_Exercise aim:_ Answer with a number only, stating how many lines of the records hold the word "SnapshotQuerier".

[Stored data entries]
========================================================================

//! Disposable relational session holding one privilege snapshot.
//!
//! Each run starts its own [`SnapshotStore`]: a private directory with a
//! main SQLite database plus one attached database per source schema, so
//! probe SQL can address `mysql.user` or `information_schema.TABLE_PRIVILEGES`
//! verbatim. The store is exclusively owned by the run and must be closed on
//! every exit path.

use std::path::Path;
use std::sync::Arc;
use std::sync::atomic::{AtomicBool, Ordering};
use std::time::Duration;

use async_trait::async_trait;
use parking_lot::Mutex;
use sqlx::sqlite::{SqliteConnectOptions, SqlitePool, SqlitePoolOptions, SqliteRow};
use sqlx::Row;
use tempfile::TempDir;
use tracing::{debug, info, warn};

pub mod payload;
pub mod schema;

pub use payload::{SnapshotRow, SnapshotTables};

/// Normalized scalar for "no row" or SQL NULL.
pub const NULL_LITERAL: &str = "NULL";

#[derive(Debug, Clone, thiserror::Error)]
pub enum SnapshotError {
    #[error("snapshot store not reachable within {}ms", .0.as_millis())]
    StartupTimeout(Duration),

    #[error("failed to provision snapshot store: {0}")]
    Provision(String),

    #[error("query failed: {0}")]
    QueryFailed(String),

    #[error("snapshot store is closed")]
    Closed,
}

/// Query capability the evaluator needs from a snapshot.
#[async_trait]
pub trait SnapshotQuerier: Send + Sync {
    /// First-row/first-column scalar of `sql`, `"NULL"` when absent.
    async fn probe(&self, sql: &str) -> Result<String, SnapshotError>;
}

#[derive(Debug, Default, Clone, PartialEq, Eq)]
pub struct LoadReport {
    pub tables_loaded: usize,
    pub tables_skipped: Vec<String>,
    pub rows_inserted: usize,
    pub rows_failed: usize,
}

pub struct SnapshotStore {
    pool: SqlitePool,
    dir: Mutex<Option<TempDir>>,
    closed: AtomicBool,
}

impl SnapshotStore {
    /// Provision the fixed schema and wait until the engine answers.
    ///
    /// # Errors
    ///
    /// - [`SnapshotError::StartupTimeout`] if the engine is not reachable within `startup_timeout`
    /// - [`SnapshotError::Provision`] if the directory, pool or schema cannot be created
    pub async fn start(pool_size: u32, startup_timeout: Duration) -> Result<Self, SnapshotError> {
        let dir = tempfile::Builder::new()
            .prefix("grant-snapshot-")
            .tempdir()
            .map_err(|e| SnapshotError::Provision(e.to_string()))?;

        let pool = tokio::time::timeout(startup_timeout, provision(dir.path(), pool_size))
            .await
            .map_err(|_| SnapshotError::StartupTimeout(startup_timeout))??;

        info!(endpoint = %dir.path().display(), "Snapshot store started");

        Ok(Self {
            pool,
            dir: Mutex::new(Some(dir)),
            closed: AtomicBool::new(false),
        })
    }

    /// Insert snapshot rows table by table.
    ///
    /// Unknown tables and failing rows are logged and skipped; a load never
    /// aborts as a whole.
    ///
    /// # Errors
    ///
    /// Returns [`SnapshotError::Closed`] if the store was already closed.
    pub async fn load(&self, tables: &SnapshotTables) -> Result<LoadReport, SnapshotError> {
        self.ensure_open()?;
        let mut report = LoadReport::default();

        for (key, rows) in tables.tables() {
            let Some(table) = schema::lookup(key) else {
                warn!(table = key, rows = rows.len(), "Skipping unknown snapshot table");
                report.tables_skipped.push(key.to_owned());
                continue;
            };

            match self.load_table(table, rows).await {
                Ok((inserted, failed)) => {
                    report.tables_loaded += 1;
                    report.rows_inserted += inserted;
                    report.rows_failed += failed;
                }
                Err(e) => {
                    warn!(table = key, error = %e, "Snapshot table load failed");
                    report.tables_skipped.push(key.to_owned());
                }
            }
        }

        info!(
            tables_loaded = report.tables_loaded,
            tables_skipped = report.tables_skipped.len(),
            rows_inserted = report.rows_inserted,
            rows_failed = report.rows_failed,
            "Snapshot loaded"
        );
        Ok(report)
    }

    async fn load_table(
        &self,
        table: &schema::PrivilegeTable,
        rows: &[SnapshotRow],
    ) -> Result<(usize, usize), sqlx::Error> {
        let insert = table.insert_sql();
        let width = table.columns.len();
        let mut tx = self.pool.begin().await?;
        let (mut inserted, mut failed) = (0, 0);

        for (idx, row) in rows.iter().enumerate() {
            if row.len() != width {
                debug!(
                    table = %table.key(),
                    row = idx,
                    got = row.len(),
                    expected = width,
                    "Row width differs from schema; padding or truncating"
                );
            }

            let mut query = sqlx::query(&insert);
            for col in 0..width {
                query = query.bind(row.get(col).cloned().flatten());
            }

            match query.execute(&mut *tx).await {
                Ok(_) => inserted += 1,
                Err(e) => {
                    warn!(table = %table.key(), row = idx, error = %e, "Skipping snapshot row");
                    failed += 1;
                }
            }
        }

        tx.commit().await?;
        Ok((inserted, failed))
    }

    /// Run one statement and return all rows as text cells.
    ///
    /// # Errors
    ///
    /// Returns [`SnapshotError::QueryFailed`] on any execution error; callers
    /// treat it as "no decision" and never retry.
    pub async fn execute(&self, sql: &str) -> Result<Vec<SnapshotRow>, SnapshotError> {
        self.ensure_open()?;
        let rows = sqlx::query(sql)
            .fetch_all(&self.pool)
            .await
            .map_err(|e| SnapshotError::QueryFailed(e.to_string()))?;

        Ok(rows
            .iter()
            .map(|row| (0..row.columns().len()).map(|i| cell_text(row, i)).collect())
            .collect())
    }

    /// Tear down the pool and remove the backing directory. Idempotent.
    pub async fn close(&self) {
        if self.closed.swap(true, Ordering::SeqCst) {
            return;
        }
        self.pool.close().await;

        let dir = self.dir.lock().take();
        if let Some(dir) = dir {
            let path = dir.path().to_path_buf();
            if let Err(e) = dir.close() {
                warn!(endpoint = %path.display(), error = %e, "Failed to remove snapshot directory");
            }
        }
        info!("Snapshot store closed");
    }

    #[must_use]
    pub fn is_closed(&self) -> bool {
        self.closed.load(Ordering::SeqCst)
    }

    fn ensure_open(&self) -> Result<(), SnapshotError> {
        if self.is_closed() {
            return Err(SnapshotError::Closed);
        }
        Ok(())
    }
}

#[async_trait]
impl SnapshotQuerier for SnapshotStore {
    async fn probe(&self, sql: &str) -> Result<String, SnapshotError> {
        self.ensure_open()?;
        let row = sqlx::query(sql)
            .fetch_optional(&self.pool)
            .await
            .map_err(|e| SnapshotError::QueryFailed(e.to_string()))?;

        Ok(row
            .filter(|r| !r.columns().is_empty())
            .and_then(|r| cell_text(&r, 0))
            .unwrap_or_else(|| NULL_LITERAL.to_owned()))
    }
}

async fn provision(dir: &Path, pool_size: u32) -> Result<SqlitePool, SnapshotError> {
    let attach: Arc<[String]> = schema::SOURCE_SCHEMAS
        .iter()
        .map(|name| {
            let file = dir.join(format!("{name}.db"));
            format!(
                "ATTACH DATABASE {} AS {}",
                quote_literal(&file.to_string_lossy()),
                escape_identifier(name)
            )
        })
        .collect();

    let options = SqliteConnectOptions::new()
        .filename(dir.join("main.db"))
        .create_if_missing(true);

    let pool = SqlitePoolOptions::new()
        .max_connections(pool_size.max(1))
        .min_connections(1)
        .idle_timeout(None)
        .max_lifetime(None)
        .after_connect(move |conn, _meta| {
            let attach = Arc::clone(&attach);
            Box::pin(async move {
                for stmt in attach.iter() {
                    sqlx::query(stmt).execute(&mut *conn).await?;
                }
                Ok(())
            })
        })
        .connect_with(options)
        .await
        .map_err(|e| SnapshotError::Provision(e.to_string()))?;

    for table in schema::TABLES {
        sqlx::query(&table.create_sql())
            .execute(&pool)
            .await
            .map_err(|e| SnapshotError::Provision(format!("{}: {e}", table.key())))?;
    }

    sqlx::query("SELECT 1")
        .fetch_one(&pool)
        .await
        .map_err(|e| SnapshotError::Provision(e.to_string()))?;

    Ok(pool)
}

/// Render one cell as text regardless of its runtime storage class.
fn cell_text(row: &SqliteRow, idx: usize) -> Option<String> {
    if let Ok(text) = row.try_get::<Option<String>, _>(idx) {
        return text;
    }
    if let Ok(int) = row.try_get::<Option<i64>, _>(idx) {
        return int.map(|n| n.to_string());
    }
    if let Ok(real) = row.try_get::<Option<f64>, _>(idx) {
        return real.map(|n| n.to_string());
    }
    row.try_get::<Option<Vec<u8>>, _>(idx)
        .ok()
        .flatten()
        .map(|bytes| String::from_utf8_lossy(&bytes).into_owned())
}

/// Escape a value for use inside a single-quoted SQL literal.
#[must_use]
pub fn escape_literal(value: &str) -> String {
    value.replace('\'', "''")
}

#[must_use]
pub fn quote_literal(value: &str) -> String {
    format!("'{}'", escape_literal(value))
}

#[must_use]
pub fn escape_identifier(name: &str) -> String {
    format!("\"{}\"", name.replace('"', "\"\""))
}

#[cfg(test)]
#[cfg_attr(coverage_nightly, coverage(off))]
mod tests {
    use super::*;

    async fn started() -> SnapshotStore {
        SnapshotStore::start(2, Duration::from_secs(5)).await.unwrap()
    }

    fn user_row(host: &str, user: &str, super_priv: &str) -> String {
        let mut cells = vec![format!("\"{host}\""), format!("\"{user}\"")];
        cells.extend((2..17).map(|_| "\"N\"".to_owned()));
        cells.push(format!("\"{super_priv}\""));
        format!("[{}]", cells.join(","))
    }

    #[tokio::test]
    async fn probe_returns_first_scalar_or_null() {
        let store = started().await;
        let payload = format!(
            r#"[{{"query_key": "mysql.user[0]", "status": true, "result": [{}]}}]"#,
            user_row("%", "alice", "Y")
        );
        store
            .load(&SnapshotTables::decode(&payload).unwrap())
            .await
            .unwrap();

        let hit = store
            .probe("SELECT Super_priv FROM mysql.user WHERE User = 'alice'")
            .await
            .unwrap();
        assert_eq!(hit, "Y");

        let miss = store
            .probe("SELECT Super_priv FROM mysql.user WHERE User = 'nobody'")
            .await
            .unwrap();
        assert_eq!(miss, NULL_LITERAL);

        let count = store
            .probe("SELECT COUNT(*) FROM mysql.user")
            .await
            .unwrap();
        assert_eq!(count, "1");

        store.close().await;
    }

    #[tokio::test]
    async fn quotes_in_values_survive_load_and_match_escaped_probe() {
        let store = started().await;
        let payload = format!(
            r#"[{{"query_key": "mysql.user", "status": true, "result": [{}]}}]"#,
            user_row("%", "o'brien", "N")
        );
        let report = store
            .load(&SnapshotTables::decode(&payload).unwrap())
            .await
            .unwrap();
        assert_eq!(report.rows_inserted, 1);
        assert_eq!(report.rows_failed, 0);

        let sql = format!(
            "SELECT User FROM mysql.user WHERE User = {}",
            quote_literal("o'brien")
        );
        assert_eq!(store.probe(&sql).await.unwrap(), "o'brien");
        store.close().await;
    }

    #[tokio::test]
    async fn unknown_tables_are_skipped_without_failing_the_load() {
        let store = started().await;
        let tables = SnapshotTables::decode(
            r#"[
                {"query_key": "mysql.not_a_table", "status": true, "result": [["x"]]},
                {"query_key": "mysql.global_grants", "status": true, "result": [["bob", "%", "SYSTEM_USER", "N"]]}
            ]"#,
        )
        .unwrap();

        let report = store.load(&tables).await.unwrap();
        assert_eq!(report.tables_loaded, 1);
        assert_eq!(report.tables_skipped, vec!["mysql.not_a_table".to_owned()]);
        assert_eq!(report.rows_inserted, 1);
        store.close().await;
    }

    #[tokio::test]
    async fn short_rows_are_padded_with_null() {
        let store = started().await;
        let tables = SnapshotTables::decode(
            r#"[{"query_key": "information_schema.USER_PRIVILEGES", "status": true, "result": [["'carol'@'%'"]]}]"#,
        )
        .unwrap();
        store.load(&tables).await.unwrap();

        let rows = store
            .execute("SELECT GRANTEE, PRIVILEGE_TYPE FROM information_schema.USER_PRIVILEGES")
            .await
            .unwrap();
        assert_eq!(rows, vec![vec![Some("'carol'@'%'".to_owned()), None]]);
        store.close().await;
    }

    #[tokio::test]
    async fn failing_query_is_reported_not_panicking() {
        let store = started().await;
        let err = store.probe("SELECT * FROM mysql.missing").await.unwrap_err();
        assert!(matches!(err, SnapshotError::QueryFailed(_)));
        store.close().await;
    }

    #[tokio::test]
    async fn close_is_idempotent_and_blocks_further_queries() {
        let store = started().await;
        store.close().await;
        store.close().await;
        assert!(store.is_closed());
        assert!(matches!(
            store.probe("SELECT 1").await,
            Err(SnapshotError::Closed)
        ));
    }

    #[tokio::test]
    async fn startup_bound_is_enforced() {
        let result = SnapshotStore::start(1, Duration::ZERO).await;
        assert!(matches!(result, Err(SnapshotError::StartupTimeout(_))));
    }
}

========================================================================

_Result:_ 2